USP demite em massa e pode ter que pagar indenização milionária

USP demite em massa e pode ter que pagar indenização milionária

 

O Ministério Público do Trabalho (MPT) de São Paulo abriu ação civil pública contra a Universidade de São Paulo (USP) cobrando indenização de R$ 1 milhão por dano moral coletivo devido a dispensa de 271 funcionários por mensagens eletrônicas no sistema informatizado do Departamento de Recursos Humanos em janeiro de 2011.

 

 

Todos os empregados informados por computadores da demissão tinham mais de 50 anos e muitos trabalharam por 30 anos na universidade, segundo o Sindicato dos Trabalhadores da USP (Sintusp). Além da indenização coletiva de R$ 1 milhão, valor que deve ser revertido ao Fundo de Amparo ao Trabalhador, a ação pede o pagamento de R$ 10 mil para cada um dos dispensados.

 

“Comunicando os trabalhadores da dispensa via mensagem eletrônica e sem qualquer diálogo prévio com o Sindicato da Categoria Profissional, [a USP] agiu contrariamente aos princípios constitucionais que protegem a dignidade humana e o valor social do trabalho, causando prejuízos de índole moral aos trabalhadores dispensados”, defende a procuradora do Trabalho Carolina Vieira Mercante, autora da ação.

 

A Repórter Brasil solicitou à USP um posicionamento sobre as críticas do MPT e sobre a ação.
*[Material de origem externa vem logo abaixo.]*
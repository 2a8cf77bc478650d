//! Durable fan-out: committed offsets, restarts and cross-replica delivery

mod common;

use std::sync::Arc;
use std::time::Duration;

use pretty_assertions::assert_eq;
use tokio_util::sync::CancellationToken;

use common::{listen, sample_room, Probe, STUDENT, TEACHER};
use tutorchat::backend::fanout::{
    DurableLog, FanoutConsumer, FanoutProducer, MemoryLog, MemoryOffsetStore, OffsetStore,
    StartPosition,
};
use tutorchat::backend::realtime::ConnectionRegistry;
use tutorchat::shared::chat::{ChatMessage, Role, RoomId};
use tutorchat::shared::MessageBody;

const TOPIC: &str = "chat-events";
const GROUP: &str = "replica-a";
const ROOM: RoomId = 7;

struct Replica {
    log: Arc<MemoryLog>,
    offsets: Arc<MemoryOffsetStore>,
    registry: Arc<ConnectionRegistry>,
}

impl Replica {
    fn new() -> Self {
        Self {
            log: Arc::new(MemoryLog::new(TOPIC, 1)),
            offsets: Arc::new(MemoryOffsetStore::new()),
            registry: Arc::new(ConnectionRegistry::new()),
        }
    }

    fn consumer(&self, group: &str, start: StartPosition) -> FanoutConsumer {
        FanoutConsumer::new(
            self.log.clone(),
            self.offsets.clone(),
            self.registry.clone(),
            group,
        )
        .with_max_wait(Duration::from_millis(50))
        .with_start_position(start)
    }

    fn producer(&self) -> FanoutProducer {
        FanoutProducer::new(self.log.clone())
    }
}

fn student_says(content: &str) -> ChatMessage {
    ChatMessage::from_participant(
        &sample_room(ROOM),
        STUDENT,
        Role::Student,
        MessageBody::Text(content.to_string()),
    )
}

async fn publish_all(producer: &FanoutProducer, contents: &[&str]) {
    for content in contents {
        producer.publish(&student_says(content)).await.unwrap();
    }
}

#[tokio::test]
async fn test_restart_resumes_after_committed_offset() {
    let replica = Replica::new();
    let mut probe = Probe::connect(&replica.registry, ROOM, TEACHER);
    let producer = replica.producer();

    let handle = replica
        .consumer(GROUP, StartPosition::Earliest)
        .spawn(CancellationToken::new());
    publish_all(&producer, &["one", "two", "three"]).await;
    let first = probe.next_messages(3).await;
    assert_contents!(first, ["one", "two", "three"]);
    handle.shutdown().await;

    assert_eq!(replica.offsets.load(GROUP, TOPIC, 0).await.unwrap(), Some(3));

    // Appended while no consumer runs
    publish_all(&producer, &["four", "five"]).await;

    let handle = replica
        .consumer(GROUP, StartPosition::Earliest)
        .spawn(CancellationToken::new());
    let resumed = probe.next_messages(2).await;
    assert_contents!(resumed, ["four", "five"]);
    probe.assert_silent(Duration::from_millis(200)).await;
    handle.shutdown().await;

    assert_eq!(replica.offsets.load(GROUP, TOPIC, 0).await.unwrap(), Some(5));
}

#[tokio::test]
async fn test_rewound_offset_redelivers() {
    let replica = Replica::new();
    publish_all(&replica.producer(), &["a", "b", "c"]).await;
    replica.offsets.commit(GROUP, TOPIC, 0, 1).await.unwrap();

    let mut probe = Probe::connect(&replica.registry, ROOM, STUDENT);
    let handle = replica
        .consumer(GROUP, StartPosition::Latest)
        .spawn(CancellationToken::new());

    let messages = probe.next_messages(2).await;
    assert_contents!(messages, ["b", "c"]);
    probe.assert_silent(Duration::from_millis(200)).await;
    handle.shutdown().await;
}

#[tokio::test]
async fn test_latest_start_skips_backlog() {
    let replica = Replica::new();
    let producer = replica.producer();
    publish_all(&producer, &["old", "older"]).await;

    let mut probe = Probe::connect(&replica.registry, ROOM, STUDENT);
    let handle = replica
        .consumer(GROUP, StartPosition::Latest)
        .spawn(CancellationToken::new());
    // Let the worker resolve its start offset
    tokio::time::sleep(Duration::from_millis(100)).await;

    publish_all(&producer, &["fresh"]).await;
    assert_eq!(probe.next_message().await.content(), "fresh");
    probe.assert_silent(Duration::from_millis(200)).await;
    handle.shutdown().await;
}

#[tokio::test]
async fn test_committed_offset_behind_retention_resumes_at_earliest() {
    let replica = Replica::new();
    let producer = replica.producer();
    publish_all(&producer, &["gone-1", "gone-2", "kept-1", "kept-2"]).await;
    replica.offsets.commit(GROUP, TOPIC, 0, 1).await.unwrap();
    // Retention removed everything below offset 2
    assert_eq!(replica.log.truncate_before(0, 2), 2);

    let mut student = listen(&replica.registry, ROOM, STUDENT);
    let handle = replica
        .consumer(GROUP, StartPosition::Latest)
        .spawn(CancellationToken::new());

    let messages = student.next_messages(2).await;
    assert_contents!(messages, ["kept-1", "kept-2"]);

    publish_all(&producer, &["live"]).await;
    assert_eq!(student.next_message().await.content(), "live");
    handle.shutdown().await;

    assert_eq!(replica.offsets.load(GROUP, TOPIC, 0).await.unwrap(), Some(5));
}

#[tokio::test]
async fn test_committed_offset_past_a_recreated_log_resumes_at_earliest() {
    let replica = Replica::new();
    publish_all(&replica.producer(), &["first on new topic"]).await;
    replica.offsets.commit(GROUP, TOPIC, 0, 40).await.unwrap();

    let mut student = listen(&replica.registry, ROOM, STUDENT);
    let handle = replica
        .consumer(GROUP, StartPosition::Latest)
        .spawn(CancellationToken::new());

    assert_eq!(student.next_message().await.content(), "first on new topic");
    handle.shutdown().await;
    assert_eq!(replica.offsets.load(GROUP, TOPIC, 0).await.unwrap(), Some(1));
}

#[tokio::test]
async fn test_undecodable_entry_is_skipped_and_committed() {
    let replica = Replica::new();
    replica.log.append(ROOM, b"not a chat event".to_vec()).await.unwrap();
    publish_all(&replica.producer(), &["after garbage"]).await;

    let mut probe = Probe::connect(&replica.registry, ROOM, STUDENT);
    let handle = replica
        .consumer(GROUP, StartPosition::Earliest)
        .spawn(CancellationToken::new());

    assert_eq!(probe.next_message().await.content(), "after garbage");
    handle.shutdown().await;
    assert_eq!(replica.offsets.load(GROUP, TOPIC, 0).await.unwrap(), Some(2));
}

#[tokio::test]
async fn test_each_replica_group_sees_every_event() {
    let shared_log = Arc::new(MemoryLog::new(TOPIC, 1));
    let replica_a = Replica {
        log: shared_log.clone(),
        ..Replica::new()
    };
    let replica_b = Replica {
        log: shared_log.clone(),
        ..Replica::new()
    };

    // Student on replica A, teacher on replica B
    let mut student = Probe::connect(&replica_a.registry, ROOM, STUDENT);
    let mut teacher = Probe::connect(&replica_b.registry, ROOM, TEACHER);

    let handle_a = replica_a
        .consumer("replica-a", StartPosition::Earliest)
        .spawn(CancellationToken::new());
    let handle_b = replica_b
        .consumer("replica-b", StartPosition::Earliest)
        .spawn(CancellationToken::new());

    publish_all(&replica_a.producer(), &["hello from A"]).await;

    assert_eq!(student.next_message().await.content(), "hello from A");
    assert_eq!(teacher.next_message().await.content(), "hello from A");

    handle_a.shutdown().await;
    handle_b.shutdown().await;
}

#[tokio::test]
async fn test_events_of_other_rooms_are_not_delivered() {
    let replica = Replica::new();
    let mut probe = Probe::connect(&replica.registry, ROOM, STUDENT);
    let handle = replica
        .consumer(GROUP, StartPosition::Earliest)
        .spawn(CancellationToken::new());

    let elsewhere = ChatMessage::from_participant(
        &sample_room(ROOM + 1),
        STUDENT,
        Role::Student,
        MessageBody::Text("wrong room".to_string()),
    );
    replica.producer().publish(&elsewhere).await.unwrap();
    publish_all(&replica.producer(), &["right room"]).await;

    assert_eq!(probe.next_message().await.content(), "right room");
    probe.assert_silent(Duration::from_millis(100)).await;
    handle.shutdown().await;
}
Segundo a assessoria de imprensa, até o começo desta semana a instituição ainda não havia sido intimida e “quando o for, prestará todos os esclarecimentos necessários”. Sobre o caso em si, a assessoria encaminhou o informativo divulgado na época em que a direção justifica a dispensa de 260 funcionários (e não 271, conforme a ação do MPT) alegando que todos eram aposentados e que, por continuarem na ativa, impediam a “renovação do quadro de funcionários”, dificultando novas contratações.

 

“Tomar a decisão de desligar funcionários foi extremamente difícil, por representar ´um corte na própria carne´, já que dentre os desligados, havia pessoas de grande valia para a Universidade”, diz o texto, que traz o nome do reitor João Grandino Rodas, do vice-reitor Hélio Nogueira da Cruz, do vice-reitor Executivo de Administração Antonio Roque Dechen, e do diretor do Departamento de Recursos Humanos Joel Souza Dutra.

 

Por lei, funcionários aposentados podem continuar trabalhando normalmente com carteira assinada, salvo os que pediram aposentadoria por invalidez ou auxílio doença. A demissão em massa foi baseada, segundo o informe, na Emenda Constitucional 19, cujo artigo 33 diz que são considerados “servidores não estáveis (…) aqueles admitidos na administração direta, autárquica e fundacional sem concurso público”. O texto indica que, no entendimento da atual reitoria, por terem pedido aposentadoria, tais funcionários poderiam ser automaticamente dispensados.

 

A demissão em massa, porém, contraria parecer interno da própria universidade de 26 de abril de 2007, que diz “não subsistirem mais os regramentos que autorizavam a extinção automática do contrato de trabalho após a concessão da aposentadoria voluntária”. O parecer diz que a demissão nestes casos “passa a depender da manifestação de vontade do servidor celetista que, ao se aposentar voluntariamente pelo INSS, (…) poderá optar ou não em prosseguir na relação de emprego”.

 

Além dos pedidos de indenização, o MPT também pede que a justiça obrigue a USP a manter os tratamentos médicos dos empregados dispensados nas unidades de saúde da entidade e a manter, também, os cursos em que eles e seus dependentes estavam matriculados nas unidades escolares antes das demissões. No informe, a USP prometeu na ocasião benefícios sociais aos dispensados, incluindo atendimento médico por três anos após a demissão.